La caída aparece también en los números. El informe de Rendición de Cuentas de la vigencia 2025 registra 4.940 usuarios menos en Terapia Física frente a 2024. El REPS registra 24 consultorios, 16 camas para salud mental de adultos y 16 para hospitalización PSA, pero buena parte de esa capacidad permanece subutilizada por falta de pacientes y contratos.
Y aquí aparece el asunto que nadie debería pasar por alto: si hay espacios y existe una población que necesita atención, ¿dónde están los pacientes?
El Registro para la Localización y Caracterización de Personas con Discapacidad acumula 49.545 registros en el Cesar. Una población que necesita servicios no puede convertirse en una cifra decorativa mientras la institución llamada a atenderla pierde capacidad asistencial.
La paradoja se vuelve más dura cuando se mira al personal. Durante entrevista a empleados del lugar, señalaron que actualmente quedan 12 funcionarios. La misma fuente explicó que la misión asistencial prácticamente se acabó y que lo que queda es, en buena medida, administrativo: “Mira en lo que se quedó el IDREEC”.
Antes, el informe hablaba de 14 funcionarios: apenas tres asistenciales y 11 administrativos. La salida de profesionales no es un simple dato de nómina. Si se van los terapeutas, también se va la posibilidad de sostener procesos continuos de rehabilitación.

Y mientras los pacientes desaparecen de las salas, los problemas sí hacen presencia.
La ironía es difícil de ignorar: cuando no hay pacientes, sobra tiempo; y cuando sobra tiempo, la jornada puede convertirse en espera. El problema es que para los empleados la espera no significa descanso. Significa cuentas pendientes, salarios atrasados y una incertidumbre que se prolonga mientras siguen teniendo que presentarse a trabajar.
El personal denuncia atrasos salariales superiores a 26 meses, además de obligaciones por prestaciones, cesantías, vacaciones y primas. La crisis laboral ha provocado protestas, huelgas de hambre y encadenamientos.
Una funcionaria lo resume: “Yo estoy vendiendo comida porque tengo que sostenerme, pagar”.
Otra lo deja claro: “No se trata de pañitos tibios”.
Y cuando se pregunta por el impacto emocional, la respuesta es brutal: “Nuestras emociones están por el piso”.
Los números financieros explican el tamaño de la espera. Al cierre de 2025, el IDREEC acumuló $7.266 millones en pasivos, un aumento del 13,1 %. Los beneficios a empleados alcanzaron $3.720 millones.
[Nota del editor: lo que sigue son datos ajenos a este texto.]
//! # Keys
//!
//! A key is a relative, slash-delimited identifier such as `go/foo` or
//! `auto/1700000000`. It names both the content file under the base directory
//! and the metadata row, so every key that reaches the filesystem goes through
//! this module first.
//!
//! Normalization is validation only: surrounding whitespace is trimmed, but
//! case and separators are preserved.
//!
//! Allowed characters per segment: ASCII letters, digits, `-`, `_` and `.`.
//! Segments may not be empty, `.` or `..`.

use crate::error::{KeyError, Result};
use std::path::{Component, Path, PathBuf};

/// Trims and validates a raw key, returning the normalized form.
pub fn normalize(raw: &str) -> std::result::Result<String, KeyError> {
    let key = raw.trim();
    if key.is_empty() {
        return Err(KeyError::Empty);
    }

    if key.starts_with('/') {
        return Err(KeyError::Absolute);
    }

    if key.split('/').any(str::is_empty) {
        return Err(KeyError::BadSegment);
    }

    for segment in key.split('/') {
        validate_segment(segment)?;
    }

    Ok(key.to_string())
}

fn validate_segment(segment: &str) -> std::result::Result<(), KeyError> {
    if segment == "." || segment == ".." {
        return Err(KeyError::Traversal);
    }

    match segment.chars().find(|c| !is_allowed(*c)) {
        Some(bad) => Err(KeyError::BadCharacter(bad)),
        None => Ok(()),
    }
}

fn is_allowed(c: char) -> bool {
    c.is_ascii_alphanumeric() || matches!(c, '-' | '_' | '.')
}

/// Resolves a key to a path under `base_dir`.
///
/// The key is normalized first, then joined and lexically cleaned. The cleaned
/// path is checked again against the base directory: segment validation alone
/// is not relied upon to keep the result inside `base_dir`.
pub fn resolve_path(base_dir: &Path, raw: &str) -> Result<PathBuf> {
    let key = normalize(raw)?;

    let base = clean(base_dir);
    let mut full = base.clone();
    for segment in key.split('/') {
        full.push(segment);
    }
    let full = clean(&full);

    // A relative base of `.` cleans away entirely, so the joined path is
    // already relative to it.
    let rel = if base == Path::new(".") {
        Some(full.as_path())
    } else {
        full.strip_prefix(&base).ok()
    };

    match rel {
        Some(rel) if !escapes(rel) => {
            log::debug!("resolved key {key:?} to {}", full.display());
            Ok(full)
        }
        _ => Err(KeyError::Traversal.into()),
    }
}

/// A relative path escapes when it is empty (the base itself) or walks upward.
fn escapes(rel: &Path) -> bool {
    let mut components = rel.components().peekable();
    if components.peek().is_none() {
        return true;
    }
    components.any(|c| matches!(c, Component::ParentDir))
}

/// Lexical path cleaning: drops `.` components and folds `..` into its parent.
/// A `..` that cannot be folded is kept so callers can detect the escape.
fn clean(path: &Path) -> PathBuf {
    let mut out: Vec<Component> = Vec::new();
    for component in path.components() {
        match component {
            Component::CurDir => {}
            Component::ParentDir => match out.last() {
                Some(Component::Normal(_)) => {
                    out.pop();
                }
                Some(Component::RootDir) | Some(Component::Prefix(_)) => {}
                _ => out.push(component),
            },
            other => out.push(other),
        }
    }

    if out.is_empty() {
        return PathBuf::from(".");
    }
    out.iter().collect()
}
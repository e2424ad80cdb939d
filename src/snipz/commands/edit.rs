use crate::clock::Clock;
use crate::commands::{CmdMessage, CmdResult};
use crate::error::Result;
use crate::key;
use crate::launcher::Launcher;
use crate::model::detect_type;
use crate::store::content::ContentStore;
use crate::store::MetadataStore;

/// Hands the content file to `editor` and records the result.
///
/// The file's mtime and size are compared before and after; when both are
/// unchanged the stored row is returned as is. Otherwise the content is
/// re-read, its type detected again and `modified` set to now.
pub fn run<M: MetadataStore>(
    meta: &mut M,
    content: &ContentStore,
    clock: &dyn Clock,
    editor: &dyn Launcher,
    raw_key: &str,
) -> Result<CmdResult> {
    let key = key::normalize(raw_key)?;
    let mut record = meta.get(&key)?;
    let path = content.path_for(&key)?;

    let before = content.stat(&path)?;
    editor.invoke(&path.to_string_lossy())?;
    let after = content.stat(&path)?;

    let mut result = CmdResult::default().with_paths(vec![path.clone()]);
    if before == after {
        log::debug!("{key} unchanged after edit");
        result.add_message(CmdMessage::info(format!("No changes: {key}")));
        return Ok(result.with_affected(vec![record]));
    }

    let body = content.read(&path)?;
    record.kind = detect_type(&body);
    record.modified = clock.now();
    meta.update(&record)?;

    result.add_message(CmdMessage::success(format!("Snippet updated: {key}")));
    Ok(result.with_affected(vec![record]))
}
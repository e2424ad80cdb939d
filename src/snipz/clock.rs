use chrono::{DateTime, Utc};

/// Source of "now" for timestamps and auto keys.
pub trait Clock {
    fn now(&self) -> DateTime<Utc>;
}

#[derive(Debug, Clone, Copy, Default)]
pub struct SystemClock;

impl Clock for SystemClock {
    fn now(&self) -> DateTime<Utc> {
        Utc::now()
    }
}

/// Always reports the same instant.
#[derive(Debug, Clone, Copy)]
pub struct FixedClock(pub DateTime<Utc>);

impl FixedClock {
    pub fn at_unix(secs: i64) -> Self {
        Self(DateTime::from_timestamp(secs, 0).unwrap_or_default())
    }
}

impl Clock for FixedClock {
    fn now(&self) -> DateTime<Utc> {
        self.0
    }
}
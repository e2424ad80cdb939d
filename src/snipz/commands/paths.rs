use crate::commands::CmdResult;
use crate::error::{Result, SnipzError};
use crate::key;
use crate::store::content::ContentStore;
use crate::store::{self, MetadataStore};

/// Resolves content paths for existing snippets.
pub fn run<M: MetadataStore, K: AsRef<str>>(
    meta: &M,
    content: &ContentStore,
    keys: &[K],
) -> Result<CmdResult> {
    let mut result = CmdResult::default();
    for raw in keys {
        let key = key::normalize(raw.as_ref())?;
        if store::is_reserved(&key) {
            return Err(SnipzError::MetadataNotFound(key));
        }
        let record = meta.get(&key)?;
        result.paths.push(content.path_for(&key)?);
        result.affected.push(record);
    }
    Ok(result)
}

#[cfg(test)]
mod tests {
    use super::*;
    use crate::commands::fixtures::{Fixture, NOW};
    use crate::model::{Metadata, SnippetType};
    use chrono::DateTime;

    #[test]
    fn resolves_paths_in_order() {
        let mut fx = Fixture::new();
        fx.save("b", "2");
        fx.save("a/x", "1");

        let result = run(&fx.meta, &fx.content, &["a/x", "b"]).unwrap();

        assert_eq!(
            result.paths,
            vec![fx.dir.path().join("a/x"), fx.dir.path().join("b")]
        );
    }

    #[test]
    fn requires_metadata() {
        let fx = Fixture::new();
        let err = run(&fx.meta, &fx.content, &["ghost"]).unwrap_err();
        assert!(matches!(err, SnipzError::MetadataNotFound(_)));
    }

    #[test]
    fn store_files_have_no_path() {
        let mut fx = Fixture::new();
        let now = DateTime::from_timestamp(NOW, 0).unwrap();
        fx.meta
            .insert(&Metadata::new(".id".to_string(), SnippetType::Text, now))
            .unwrap();

        let err = run(&fx.meta, &fx.content, &[".id"]).unwrap_err();
        assert!(matches!(err, SnipzError::MetadataNotFound(_)));
    }
}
Además, registró una pérdida neta de $1.102 millones y su patrimonio pasó de -$378 millones en 2024 a -$1.480 millones en 2025.
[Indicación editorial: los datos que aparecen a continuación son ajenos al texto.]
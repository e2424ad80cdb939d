//! # API Facade
//!
//! The API layer is a **thin facade** over the command layer and the single
//! entry point for UIs. It owns the stores and the injected collaborators
//! (clock, key generator, editor, opener, pager) and hands them to the
//! command functions.
//!
//! It does no formatting and no terminal I/O: every method returns
//! `Result<CmdResult>`.
//!
//! `SnipzApi<M: MetadataStore>` is generic over the metadata backend:
//! - Production: `SnipzApi<SqliteStore>`
//! - Testing: `SnipzApi<InMemoryStore>`

use crate::clock::{Clock, SystemClock};
use crate::commands::{self, open::Viewer, save::SaveRequest, CmdResult};
use crate::error::{Result, SnipzError};
use crate::keygen::KeyGenerator;
use crate::launcher::Launcher;
use crate::store::content::ContentStore;
use crate::store::MetadataStore;
use std::path::Path;

pub use crate::commands::list::Page;
pub use crate::commands::{CmdMessage, MessageLevel};

pub struct SnipzApi<M: MetadataStore> {
    meta: M,
    content: ContentStore,
    keygen: KeyGenerator,
    clock: Box<dyn Clock>,
    editor: Option<Box<dyn Launcher>>,
    opener: Option<Box<dyn Launcher>>,
    pager: Option<Box<dyn Launcher>>,
}

impl<M: MetadataStore> SnipzApi<M> {
    pub fn new(meta: M, content: ContentStore, keygen: KeyGenerator) -> Self {
        Self {
            meta,
            content,
            keygen,
            clock: Box::new(SystemClock),
            editor: None,
            opener: None,
            pager: None,
        }
    }

    pub fn with_clock(mut self, clock: impl Clock + 'static) -> Self {
        self.clock = Box::new(clock);
        self
    }

    pub fn with_editor(mut self, editor: impl Launcher + 'static) -> Self {
        self.editor = Some(Box::new(editor));
        self
    }

    pub fn with_opener(mut self, opener: impl Launcher + 'static) -> Self {
        self.opener = Some(Box::new(opener));
        self
    }

    pub fn with_pager(mut self, pager: impl Launcher + 'static) -> Self {
        self.pager = Some(Box::new(pager));
        self
    }

    pub fn base_dir(&self) -> &Path {
        self.content.base_dir()
    }

    pub fn save(&mut self, request: SaveRequest) -> Result<CmdResult> {
        commands::save::run(
            &mut self.meta,
            &self.content,
            &self.keygen,
            &*self.clock,
            request,
        )
    }

    pub fn get(&self, key: &str) -> Result<CmdResult> {
        commands::get::run(&self.meta, &self.content, key)
    }

    pub fn list(&self, tag: Option<&str>, page: Option<Page>) -> Result<CmdResult> {
        commands::list::run(&self.meta, tag, page)
    }

    pub fn edit(&mut self, key: &str) -> Result<CmdResult> {
        let editor = require(&self.editor, "editor")?;
        commands::edit::run(
            &mut self.meta,
            &self.content,
            &*self.clock,
            editor,
            key,
        )
    }

    pub fn open(&self, key: &str, use_pager: bool) -> Result<CmdResult> {
        let viewer = if use_pager {
            Viewer::Pager(require(&self.pager, "pager")?)
        } else {
            Viewer::Opener(require(&self.opener, "opener")?)
        };
        commands::open::run(&self.meta, &self.content, viewer, key)
    }

    pub fn remove(&mut self, key: &str) -> Result<CmdResult> {
        commands::remove::run(&mut self.meta, &self.content, key)
    }

    pub fn update_tags<A: AsRef<str>, R: AsRef<str>>(
        &mut self,
        key: &str,
        add: &[A],
        remove: &[R],
    ) -> Result<CmdResult> {
        commands::tagging::run(&mut self.meta, &*self.clock, key, add, remove)
    }

    pub fn paths<K: AsRef<str>>(&self, keys: &[K]) -> Result<CmdResult> {
        commands::paths::run(&self.meta, &self.content, keys)
    }
}

fn require<'a>(launcher: &'a Option<Box<dyn Launcher>>, what: &str) -> Result<&'a dyn Launcher> {
    launcher
        .as_deref()
        .ok_or_else(|| SnipzError::Config(format!("no {what} configured")))
}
Todo esto ocurre dentro de un Programa de Saneamiento Fiscal y Financiero vigente desde 2023. La entidad lleva años intentando salir del hueco y, sin embargo, el hueco sigue ahí.
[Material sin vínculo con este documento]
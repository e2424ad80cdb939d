use clap::{ArgAction, Parser, Subcommand};

#[derive(Parser, Debug)]
#[command(name = "snipz", bin_name = "snipz", version)]
#[command(about = "Personal snippet and bookmark store", long_about = None)]
pub struct Cli {
    #[command(subcommand)]
    pub command: Option<Commands>,

    /// Verbose output (-vv also enables debug logging)
    #[arg(short, long, global = true, action = ArgAction::Count, help_heading = "Options")]
    pub verbose: u8,
}

#[derive(Subcommand, Debug, PartialEq, Eq)]
pub enum Commands {
    /// Save a snippet read from stdin
    #[command(display_order = 1)]
    Save {
        /// Key such as go/foo (generated when omitted)
        key: Option<String>,

        /// Tag shorthand: @tag or #tag
        #[arg(value_name = "@TAG", allow_hyphen_values = true)]
        shorthand: Vec<String>,

        /// Description
        #[arg(short, long)]
        description: Option<String>,

        /// Tags (repeatable, comma lists allowed)
        #[arg(short, long = "tags")]
        tags: Vec<String>,

        /// Echo the content instead of the key
        #[arg(long)]
        tee: bool,
    },

    /// Print a snippet's content, or change its tags
    #[command(display_order = 2)]
    Get {
        key: String,

        /// Tags to add instead of printing (repeatable, comma lists allowed)
        #[arg(short, long)]
        tag: Vec<String>,

        /// Tags to remove instead of printing (repeatable, comma lists allowed)
        #[arg(short, long)]
        untag: Vec<String>,

        /// Tag shorthand: @tag adds, -@tag removes (after any flags)
        #[arg(value_name = "@TAG", allow_hyphen_values = true)]
        shorthand: Vec<String>,
    },

    /// List snippets, newest first
    #[command(alias = "ls", display_order = 3)]
    List {
        /// Delimiter-separated rows (tab by default)
        #[arg(long, value_name = "DELIM", num_args = 0..=1, default_missing_value = "\t")]
        plain: Option<String>,

        /// Only snippets with this tag
        #[arg(short, long)]
        tag: Option<String>,

        /// Show at most this many snippets
        #[arg(short, long)]
        limit: Option<usize>,

        /// Page number, counted in --limit rows
        #[arg(short, long, requires = "limit")]
        page: Option<usize>,
    },

    /// Edit a snippet in the editor
    #[command(alias = "e", display_order = 10)]
    Edit { key: String },

    /// Open a snippet (URLs in the browser, text with the opener)
    #[command(alias = "o", display_order = 11)]
    Open {
        key: String,

        /// Show in the pager instead
        #[arg(short, long)]
        pager: bool,
    },

    /// Remove a snippet
    #[command(name = "rm", alias = "remove", display_order = 12)]
    Remove { key: String },

    /// Print the file path of one or more snippets
    #[command(display_order = 13)]
    Path {
        #[arg(required = true, num_args = 1..)]
        keys: Vec<String>,
    },

    /// Add or remove tags
    #[command(display_order = 14)]
    Tag {
        key: String,

        /// Tags to add (repeatable, comma lists allowed)
        #[arg(short, long)]
        add: Vec<String>,

        /// Tags to remove (repeatable, comma lists allowed)
        #[arg(short, long)]
        remove: Vec<String>,
    },

    /// `snipz <key>`: get, or save when stdin has content
    #[command(external_subcommand)]
    Implicit(Vec<String>),
}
La gerente actual, Sandra Milena Albor Araújo, está al frente de una crisis que no comenzó con su llegada. Pero precisamente porque el problema viene de atrás, queda una cuestión inevitable sobre el presente: ¿qué se ha hecho durante todos estos años para impedir que el deterioro se convierta en normalidad?.
Porque el problema del IDREEC ya no parece solamente financiero. Es institucional, laboral y, sobre todo, de usuarios.
Mientras la entidad expide certificados de discapacidad, quienes necesitan terapias no encuentran una oferta regular respaldada por contratos con EPS. Mientras quedan empleados esperando pagos, se reduce la capacidad asistencial. Mientras existen consultorios y camas registradas, buena parte permanece subutilizada.
El contraste es difícil de digerir: una institución creada para rehabilitar, con cada vez menos pacientes y cada vez más obligaciones.
Más de diez años después, el IDREEC parece atrapado en una crisis que nadie termina de resolver y que, por costumbre, amenaza con convertirse en paisaje.
Los pacientes no pueden ser fantasmas. Los empleados no pueden ser acreedores eternos. Y la rehabilitación no puede quedarse en el nombre de una institución.
Al final, queda una pregunta sencilla y brutal: ¿cuánto tiempo más puede una entidad de rehabilitación seguir funcionando sin rehabilitar?